Trying to stay within one-arm’s length of a rope that no longer existed, I had walked up the fairway behind Mickelson and his caddie, Tim, but I had meandered my way over to Koepka by this point. I thought the crowd would be more interested in sticking to Mickelson and therefore give Koepka (and myself) some breathing room. I didn’t realize that at this point, they had forgotten about Koepka, the four-time major champ, altogether.

Koepka set up to his ball. A marshal manning the crowd went to plug a gap in the line, but it had the inadvertent effect of his shadow hovering over the ball. Koepka backed off and asked the crowd to move back 10 feet. They managed about a foot. Koepka stepped into the shot again, sent the ball into the air and the crowd rushed past before it even fell to the ground.

It was exciting and beautiful and terrifying all at the same time.

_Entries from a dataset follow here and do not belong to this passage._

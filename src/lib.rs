//! coregenera: cross-study meta-analysis of case-control microbiome studies
//!
//! Takes a genera x studies table of signed p/q-values, where the magnitude
//! is the significance and the sign the direction of the effect, and finds:
//! - genera reproducibly associated with each disease
//! - core genera shifted in the same direction across several diseases
//! - core genera from Stouffer-combined p-values
//! - a permutation null for the number of core genera
//! - per-disease reproducibility metrics and pairwise study concordance
//!
//! The main components of this library are:
//! - `MetaAnalysis`: runs the full analysis
//! - `MetaConfig`: thresholds, weights, exclusions and null parameters
//! - `MetaResults`: everything produced by a run
//! - `io`: tab-separated input and output of the tables

mod calls;
mod concordance;
mod config;
mod cross;
mod error;
mod grouping;
pub mod io;
mod math;
mod matrix;
mod meta;
mod metrics;
mod permutation;
mod results;
mod signed;
mod stouffer;
mod study;
mod taxonomy;
mod within;

pub use calls::{Call, CallMatrix, Direction};
pub use concordance::{n_concordant, ConcordanceAnalysis, ConcordanceKind, ConcordanceRecord};
pub use config::{Comparison, MetaConfig, Threshold, TransformConfig, WeightConfig};
pub use cross::{
    disease_counts, CoreCounts, CoreLabel, CoreLabels, CrossDiseaseAggregator, DirectionCounts,
};
pub use error::{MetaError, Result};
pub use grouping::DiseaseGrouping;
pub use matrix::{SignedMatrix, SignedSeries};
pub use meta::MetaAnalysis;
pub use metrics::{append_classifier_results, Metric, MetricRecord, ReproducibilityMetrics};
pub use permutation::{
    replicate_rng, shuffle_calls, EmpiricalPvalues, NullDistribution, NullRow, NullSample,
    PermutationNullEstimator,
};
pub use results::MetaResults;
pub use signed::{
    signed_value, EffectMeasure, GenusTest, SignedEffectConverter, ZERO_PVALUE_EPSILON,
};
pub use stouffer::{StoufferCombiner, StoufferRecord, StoufferResults};
pub use study::{Disease, StudyAliases, StudyId, StudyInfo, StudyRecord, StudyTable};
pub use taxonomy::Lineage;
pub use within::{within_disease, DiseaseLabels};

Phil Mickelson walks up the 18th fairway.
Mickelson makes his way up the 18th fairway. getty images

Koepka’s walk up 18 was slow and cramped. He kept his eyes locked onto the ground, and his head bowed as the noise intensified. He needed a birdie. Mickelson needed to three-putt. Security had formed a box around him, about the size of a small elevator shaft. What was he thinking? Trying to stay focused, I assumed. Professional golfers, I like to say, are essentially robots. What else could Koepka be thinking about in this moment but the next shot he needed to hit?

Turns out, what was going through his mind was far more human.

“I don’t think anybody really understands, unless you’re coming out of surgery how, when there’s five people kind of standing by your knee, you get a little skittish,” he said afterwards, obviously referring to the knee doctors worked on months earlier.

Things came to a grinding halt at one point. The smallest of steps forward had became a standstill.

“Guys, we gotta get through” a security guard bellowed at the crowd, which didn’t part as much as it got pushed through. Koepka was worried about his knee.

“It got bumped a few times,” he said. “Somebody jammed [my caddie] Rickie. Rickie stopped unintentionally because he got drilled in the face, and then I got drilled in the bag because he got stopped so quickly. It feels like s— right now.”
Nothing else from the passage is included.